**Collected data:**

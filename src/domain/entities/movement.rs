//! Stock movement types

use crate::domain::errors::ValidationError;
use serde::{Deserialize, Serialize};

/// Kind of stock movement recorded against an item
#[derive(Debug, Clone, Copy, PartialEq, Eq, Serialize, Deserialize)]
pub enum MoveType {
    In,
    Out,
    Adjust,
}

impl MoveType {
    /// Parse the wire representation ("IN" | "OUT" | "ADJUST", case-insensitive)
    pub fn parse(s: &str) -> Result<Self, ValidationError> {
        match s.to_uppercase().as_str() {
            "IN" => Ok(MoveType::In),
            "OUT" => Ok(MoveType::Out),
            "ADJUST" => Ok(MoveType::Adjust),
            _ => Err(ValidationError::InvalidMoveType(s.to_string())),
        }
    }

    pub fn as_str(&self) -> &'static str {
        match self {
            MoveType::In => "IN",
            MoveType::Out => "OUT",
            MoveType::Adjust => "ADJUST",
        }
    }

    /// Signed effect of this movement on the item's on-hand counter.
    ///
    /// ADJUST movements are audit-only and deliberately leave on_hand
    /// untouched; corrections are reconciled elsewhere.
    pub fn on_hand_delta(&self, qty: i64) -> i64 {
        match self {
            MoveType::In => qty,
            MoveType::Out => -qty,
            MoveType::Adjust => 0,
        }
    }
}
//! Reorder Planner
//!
//! Pure replenishment heuristic over current stock levels. An item whose
//! on-hand quantity has fallen below its reorder point gets a proposal for
//!
//! ```text
//! suggested_qty = max(reorder_qty, (reorder_point - on_hand) + safety_stock)
//! ```
//!
//! Items at or above their reorder point are skipped. The planner holds no
//! state and writes nothing; proposals are recomputed on every call.

use crate::domain::entities::proposal::Proposal;

/// Stock level inputs for one item, as the planner sees them
#[derive(Debug, Clone)]
pub struct StockSnapshot {
    pub item_id: i64,
    pub sku: String,
    pub name: String,
    pub on_hand: i64,
    pub reorder_point: i64,
    pub reorder_qty: i64,
    pub safety_stock: i64,
}

/// Evaluate a single item, returning a proposal if it is below threshold
pub fn evaluate(snap: &StockSnapshot) -> Option<Proposal> {
    if snap.on_hand >= snap.reorder_point {
        return None;
    }

    let shortfall = (snap.reorder_point - snap.on_hand) + snap.safety_stock;
    let suggested_qty = snap.reorder_qty.max(shortfall);

    Some(Proposal {
        proposal_id: format!("PLN-{}", snap.item_id),
        item_id: snap.item_id,
        sku: snap.sku.clone(),
        name: snap.name.clone(),
        suggested_qty,
        reason: format!(
            "on_hand {} < reorder_point {}, ss {}",
            snap.on_hand, snap.reorder_point, snap.safety_stock
        ),
    })
}

/// Evaluate all items in the given (id) order
pub fn propose(snapshots: &[StockSnapshot]) -> Vec<Proposal> {
    snapshots.iter().filter_map(evaluate).collect()
}

#[cfg(test)]
mod tests {
    use super::*;

    fn snap(item_id: i64, on_hand: i64, rp: i64, rq: i64, ss: i64) -> StockSnapshot {
        StockSnapshot {
            item_id,
            sku: format!("SKU-{}", item_id),
            name: format!("Item {}", item_id),
            on_hand,
            reorder_point: rp,
            reorder_qty: rq,
            safety_stock: ss,
        }
    }

    #[test]
    fn reorder_qty_wins_when_shortfall_is_small() {
        // on_hand=24, rp=50, rq=80, ss=10 -> max(80, 26+10) = 80
        let proposal = evaluate(&snap(1, 24, 50, 80, 10)).unwrap();
        assert_eq!(proposal.suggested_qty, 80);
        assert_eq!(proposal.proposal_id, "PLN-1");
        assert_eq!(proposal.reason, "on_hand 24 < reorder_point 50, ss 10");
    }

    #[test]
    fn shortfall_wins_when_it_exceeds_reorder_qty() {
        // max(40, (200-10)+50) = 240
        let proposal = evaluate(&snap(2, 10, 200, 40, 50)).unwrap();
        assert_eq!(proposal.suggested_qty, 240);
    }

    #[test]
    fn items_at_or_above_threshold_are_skipped() {
        assert!(evaluate(&snap(1, 50, 50, 80, 10)).is_none());
        assert!(evaluate(&snap(1, 120, 60, 80, 20)).is_none());
    }

    #[test]
    fn negative_on_hand_deepens_the_shortfall() {
        // max(80, (50 - (-5)) + 10) = max(80, 65) = 80
        let proposal = evaluate(&snap(3, -5, 50, 80, 10)).unwrap();
        assert_eq!(proposal.suggested_qty, 80);
        // max(10, 55 + 10) = 65
        let proposal = evaluate(&snap(3, -5, 50, 10, 10)).unwrap();
        assert_eq!(proposal.suggested_qty, 65);
    }

    #[test]
    fn propose_preserves_input_order_and_filters() {
        let proposals = propose(&[
            snap(1, 120, 60, 80, 20),
            snap(2, 24, 50, 80, 10),
            snap(3, 0, 200, 200, 50),
        ]);
        assert_eq!(proposals.len(), 2);
        assert_eq!(proposals[0].item_id, 2);
        assert_eq!(proposals[1].item_id, 3);
        assert_eq!(proposals[1].suggested_qty, 250);
    }
}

**ASSIGNMENT:**
Report only the number of lines above that contain "proposals".

**TASK ANSWER:**
6